Three women abused as children at Christian reform schools in rural Southern Missouri publicly urged other victims and witnesses to come forward about their ordeals ahead of a major abuse trial scheduled for the fall.
“We just want anyone who has ever gone through this to know we are here to help them, and we are here to walk them through it to get justice,” survivor Amanda Householder said.
The survivors and their supporters hosted a news conference outside the federal courthouse in Springfield May 14 to press Missouri’s Republican attorney general for an investigation into other Christian children’s homes. They also want him to promote policies that could help prevent emotional, physical and sexual abuse at such facilities.
“I hope it puts the fire under Attorney General (Andrew) Bailey and, if not him, maybe under the opponent running against him,” Householder, 33, said of Republican Will Scharf. “We just need someone to do more to help us. He has a platform and he can make a big difference for us. Even a simple phone call to us survivors that he is working on these things would be helpful.”
Householder has been at the center of a campaign to limit the wide-ranging freedoms Missouri grants to Christian reform schools. She is a survivor and whistleblower who sued her parents, Boyd and Stephanie Householder, for abuse that occurred at Circle of Hope Girls Ranch in rural Polk County. The home closed in 2020 soon after authorities removed 24 girls.
The couple is scheduled to go on trial in November on more than 100 felony counts of involving statutory rape, sodomy and physical abuse against numerous girls at the boarding school they operated from 2006 to 2020, the Kansas City Star reported. Boyd Householder, 74, faces 22 counts of having sexual contact with a girl under 17.
In a 2022 lawsuit, Householder accused her parents of subjecting her to beatings for sexual gratification, forced labor and for being forced to punish other girls at the home, the newspaper said. A settlement in that case was announced May 13.
Dozens of former residents of Circle of Hope Girls Ranch filed civil lawsuits saying they were raped, handcuffed, chained up, forced to stand by walls for long periods of time and often denied food and water, the Survivors Network of those Abused by Priests, or SNAP, said in its announcement of the news conference.
Householder was joined by fellow Circle of Hope survivor Maggie Drew in the news conference. Aralysa Baker was abused as a youth at ABM Ministries’ Lighthouse Christian Academy in Piedmont.
Those cases and others at Agape Boarding School in Stockton have shined a bright light on the ease with which such facilities operate in Missouri. Agape shut down in 2023 amid abuse allegations, and ABM Ministries’ Lighthouse Christian Academy closed this year after kidnapping charges were filed against its owners, the Associated Press reported.
“For decades, Missouri had among the most lax boarding school regulations of any state in the nation.”

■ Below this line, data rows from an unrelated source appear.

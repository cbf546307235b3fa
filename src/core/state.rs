//! 任务状态：阶段枚举与可跨线程共享的控制句柄
//!
//! TaskControl 是唯一会被调用方克隆的部分：暂停标志在步骤边界轮询，取消令牌同时传给正在进行的 LLM 流。

use std::sync::atomic::{AtomicBool, Ordering};
use std::sync::Arc;

use serde::Serialize;
use tokio_util::sync::CancellationToken;

/// 任务阶段
#[derive(Clone, Copy, Debug, PartialEq, Eq, Serialize)]
#[serde(rename_all = "snake_case")]
pub enum TaskPhase {
    Idle,
    Running,
    Paused,
    /// 模型提出了问题，等待调用方提供 follow-up
    AwaitingInput,
    Completed,
    Failed,
    Cancelled,
}

impl TaskPhase {
    /// 不会再自行推进的阶段（AwaitingInput 只是本轮结束，任务仍可继续）
    pub fn is_terminal(&self) -> bool {
        matches!(self, TaskPhase::Failed | TaskPhase::Cancelled)
    }
}

/// 暂停 / 取消控制句柄
#[derive(Clone, Debug, Default)]
pub struct TaskControl {
    paused: Arc<AtomicBool>,
    cancel_token: CancellationToken,
}

impl TaskControl {
    pub fn new() -> Self {
        Self::default()
    }

    pub fn pause(&self) {
        self.paused.store(true, Ordering::SeqCst);
    }

    pub fn resume(&self) {
        self.paused.store(false, Ordering::SeqCst);
    }

    pub fn is_paused(&self) -> bool {
        self.paused.load(Ordering::SeqCst)
    }

    /// 取消：停止下一轮循环，并中止正在进行的模型请求；已派发的动作允许完成
    pub fn cancel(&self) {
        self.cancel_token.cancel();
    }

    pub fn is_cancelled(&self) -> bool {
        self.cancel_token.is_cancelled()
    }

    pub fn token(&self) -> CancellationToken {
        self.cancel_token.clone()
    }
}

#[cfg(test)]
mod tests {
    use super::*;

    #[test]
    fn test_control_shared_between_clones() {
        let control = TaskControl::new();
        let handle = control.clone();
        handle.pause();
        assert!(control.is_paused());
        handle.resume();
        assert!(!control.is_paused());
        handle.cancel();
        assert!(control.is_cancelled());
        assert!(control.token().is_cancelled());
    }
}
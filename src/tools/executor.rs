//! 动作执行器
//!
//! 持有 ActionRegistry 与单动作超时，execute(name, args, browser) 在超时内调用 registry.try_dispatch；
//! 超时转为带错误的 ActionResult，每次调用输出结构化审计日志（JSON，参数预览经过脱敏）。

use std::sync::Arc;
use std::time::{Duration, Instant};

use serde_json::Value;
use tokio::time::timeout;

use crate::browser::BrowserActuator;
use crate::core::AgentError;
use crate::memory::Redactor;
use crate::tools::{ActionRegistry, ActionResult};

const ARGS_PREVIEW_CHARS: usize = 200;

/// 动作执行器：对每次调用施加超时并记录审计日志
pub struct ActionExecutor {
    registry: Arc<ActionRegistry>,
    timeout: Duration,
    redactor: Option<Arc<Redactor>>,
}

impl ActionExecutor {
    pub fn new(registry: Arc<ActionRegistry>, timeout_secs: u64) -> Self {
        Self {
            registry,
            timeout: Duration::from_secs(timeout_secs),
            redactor: None,
        }
    }

    /// 审计日志里的参数预览先经过脱敏
    pub fn with_redactor(mut self, redactor: Arc<Redactor>) -> Self {
        self.redactor = Some(redactor);
        self
    }

    pub fn registry(&self) -> &Arc<ActionRegistry> {
        &self.registry
    }

    /// 执行指定动作。
    ///
    /// - 未注册 / 参数校验失败：返回 Err（UnregisteredAction / Validation），由调用方决定是否中止本步
    /// - handler 失败：Ok(ActionResult { error: Some(..) })
    /// - 超时：Ok(ActionResult::error(ActionTimeout))
    /// - Authentication / Cancelled：原样返回 Err
    pub async fn execute(
        &self,
        name: &str,
        args: Value,
        browser: &dyn BrowserActuator,
    ) -> Result<ActionResult, AgentError> {
        let start = Instant::now();
        let args_preview = self.args_preview(&args);
        let result = timeout(self.timeout, self.registry.try_dispatch(name, args, browser)).await;

        let outcome = match &result {
            Ok(Ok(r)) if r.error.is_none() => "ok",
            Ok(Ok(_)) => "error",
            Ok(Err(_)) => "rejected",
            Err(_) => "timeout",
        };
        let audit = serde_json::json!({
            "event": "action_audit",
            "action": name,
            "ok": outcome == "ok",
            "outcome": outcome,
            "duration_ms": start.elapsed().as_millis() as u64,
            "args_preview": args_preview,
        });
        tracing::info!(audit = %audit, "action");

        match result {
            Ok(inner) => inner,
            Err(_) => Ok(ActionResult::error(
                AgentError::ActionTimeout(name.to_string()).to_string(),
            )),
        }
    }

    fn args_preview(&self, args: &Value) -> String {
        let s = args.to_string();
        let s = match &self.redactor {
            Some(r) => r.redact(&s),
            None => s,
        };
        if s.chars().count() > ARGS_PREVIEW_CHARS {
            format!("{}...", s.chars().take(ARGS_PREVIEW_CHARS).collect::<String>())
        } else {
            s
        }
    }
}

“For decades, Missouri had among the most lax boarding school regulations of any state in the nation,” AP found. “A 1982 state law gave religious boarding schools free rein and the state no way to monitor how kids were educated. Even the state Health Department had no oversight, including for schools that claimed to address mental health, behavioral and addiction issues.”
Former SNAP Director David Clohessy said more press events are scheduled across the state to turn up the heat on officials and to alert Missourians to how easy it is for abusers to set up shop in their state.
“Thanks to remote counties, cheap land, deference to anything religious and almost non-existent government regulation, Missouri really is becoming the Mecca or the ground zero of these private, secretive and unaccountable so-called faith-based reform schools,” said Clohessy, who now leads Missouri SNAP.
“It does feel like our state tragically put out the welcome mat for those who want to claim religious authority to establish for-profit facilities where they can have access to the absolutely most vulnerable kids,” he added.
In addition to helping organize the Springfield press event, Clohessy took to social media to campaign for more transparency and oversight for faith-based children’s homes.
“Getting pretty tired of Missouri AG Andrew Bailey doing nothing & feigning powerlessness in the face of a growing scandal involving some of THE MOST vulnerable kids in our state,” he said via the social media platform X.
Householder acknowledged the uphill struggle ahead of her and abuse survivors — including convincing other victims to come forward.
“It took me years to even accept that I was abused to the extent I was abused. It takes a lot. But it does happen,” she said. “The news about Circle of Hope convinced Agape victims to come forward. But a lot them, to this day, cannot come forward because they don’t want to relive their trauma.”
By addressing the media, Householder and other abuse victims are signaling that change is possible, Clohessy said. “These three incredibly brave and strong and resilient women are already providing real hope to hundreds of people who suffered at these lawful unregulated facilities.”
For those reasons, the pressure must be kept up, he added. “We’ve seen prosecutions like this fail because wrongdoers often hire shrewd, expensive lawyers and exploit legal technicalities, while people with important information or suspicions don’t call police and prosecutors. We would hate to see that happen here. This is no time for victims, witnesses and whistleblowers to stay silent or be complacent.”